Die Sicherheitskräfte machten eine grausame Entdeckung in einem von der PKK errichteten Höhlenversteck. Laut Akar wurden 13 Zivilisten hingerichtet, die zuvor von der Terrororganisation entführt worden waren. Erste Untersuchungen ergaben bei einem Opfer ein Einschussloch in der Schulter und bei dem anderen 12 Kopfschüsse.

Bei der Befragung gaben die beiden verhafteten Terroristen an, dass die 13 festgehaltenen Zivilisten zu Beginn der Militäroperation auf Anweisung des Höhlenoffiziers der Terroristen getötet wurden. Nach Angaben des Stabschefs Yaşar Güler war das Einsatzgebiet 75 km lang und 25 km breit. Nach Angaben des Vier-Sterne-Generals wurden drei türkische Soldaten beim “feindlichen Kontakt”, dh beim ersten Kampfkontakt mit den Terroristen, getötet und drei verletzt.

Proxy war gegen die Türkei

Der Twitter-Account von US-Botschaft in Ankara veröffentlichte am 12. Februar eine Beileidsbotschaft für die drei gefallenen türkischen Soldaten. Die Vereinigten Staaten standen ihrem “Verbündeten” zur Seite und drückten den Familien der gefallenen Soldaten ihr Beileid aus.

Die Botschaft der US-Mission ist in Kühnheit und Heuchelei kaum zu übertreffen, da die Vereinigten Staaten die Terrororganisation PKK / YPG mit allen Mitteln einschließlich Waffen unterstützen. Die USA, Israel und andere “westliche Verbündete” setzen terroristische Organisationen wie die PKK / YPG, DAESH / IS, FETÖ und andere extremistische Organisationen als Stellvertreter ein, um ihre Politik durch asymmetrische Kriegsführung gegen die Türkei durchzusetzen. Es findet kein zwischenstaatlicher Krieg mehr statt, sondern ein „Stellvertreterkrieg“, dh ein Stellvertreterkrieg, den terroristische Organisationen gegen die Türkei führen.

Nach dem erfolgreichen Einsatz der türkischen Armee gegen PKK-Terrornester in Avaşin, Metina, Hakurk, Haftanin usw. auf irakischer Seite zog sich die Terrororganisation unter anderem nach Gara zurück, weil dieses Berggebiet schwer zugänglich war gilt als Rückzugs- und Logistikzentrum.
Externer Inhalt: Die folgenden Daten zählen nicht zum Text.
use chrono::{DateTime, Utc};
use serde::{Deserialize, Serialize};

use crate::cache::Keyed;
use crate::Row;

/// A brand forum. Forums are cached as-is, so the row is its own view model.
#[derive(Debug, Clone, PartialEq, Eq, Serialize, Deserialize, Row)]
#[row(collection = "forums")]
pub struct Forum {
    pub id: String,
    pub name: String,
    pub brand: Option<String>,
    pub description: Option<String>,
}

impl Keyed for Forum {
    fn key(&self) -> &str {
        &self.id
    }
}

#[derive(Debug, Clone, PartialEq, Eq, Serialize, Deserialize, Row)]
#[row(collection = "posts")]
pub struct Post {
    pub id: String,
    pub forum_id: String,
    pub author_id: String,
    pub title: String,
    pub content: String,
    pub likes_count: i64,
    pub created_at: DateTime<Utc>,
}

#[derive(Debug, Clone, PartialEq, Eq, Serialize, Deserialize, Row)]
#[row(collection = "post_likes")]
pub struct PostLike {
    pub id: String,
    pub post_id: String,
    pub user_id: String,
}

#[derive(Debug, Clone, PartialEq, Eq, Serialize, Deserialize, Row)]
#[row(collection = "comments")]
pub struct Comment {
    pub id: String,
    pub post_id: String,
    pub author_id: String,
    pub content: String,
    pub created_at: DateTime<Utc>,
}

#[derive(Debug, Clone, PartialEq, Eq, Serialize)]
pub struct PostView {
    pub post: Post,
    pub author_name: String,
    pub forum_name: String,
    pub liked_by_me: bool,
}

impl Keyed for PostView {
    fn key(&self) -> &str {
        &self.post.id
    }
}

#[derive(Debug, Clone, PartialEq, Eq, Serialize)]
pub struct CommentView {
    pub comment: Comment,
    pub author_name: String,
}

impl Keyed for CommentView {
    fn key(&self) -> &str {
        &self.comment.id
    }
}

#[derive(Debug, Clone, PartialEq, Eq)]
pub struct NewPost {
    pub forum_id: String,
    pub title: String,
    pub content: String,
}

#[derive(Debug, Clone, Default, PartialEq, Eq, Serialize)]
pub struct PostPatch {
    #[serde(skip_serializing_if = "Option::is_none")]
    pub title: Option<String>,
    #[serde(skip_serializing_if = "Option::is_none")]
    pub content: Option<String>,
}

/// Which posts a fetch returns. The default is every forum, newest first.
#[derive(Debug, Clone, Default, PartialEq, Eq)]
pub struct PostFilter {
    pub forum_id: Option<String>,
    pub author_id: Option<String>,
    /// Case-insensitive substring of the title.
    pub search: Option<String>,
}

impl PostFilter {
    pub fn forum(forum_id: impl Into<String>) -> Self {
        Self {
            forum_id: Some(forum_id.into()),
            ..Self::default()
        }
    }

    /// Whether a fetch with this filter would return `post`.
    pub fn matches(&self, post: &Post) -> bool {
        self.forum_id.as_ref().map_or(true, |id| *id == post.forum_id)
            && self.author_id.as_ref().map_or(true, |id| *id == post.author_id)
            && super::title_matches(&post.title, self.search.as_deref())
    }
}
Mit der Zerstörung von Gara sind die Augen jetzt auf Kandil, Sincar und insbesondere auf Nordost-Syrien gerichtet, wo die Terrororganisation mit massiver Unterstützung der US-Armee rund 30 Prozent von Syrien hält.


Dieser Kommentar spiegelt die Meinung des Autors wider und gibt nicht unbedingt den Standpunkt von nex24 wieder.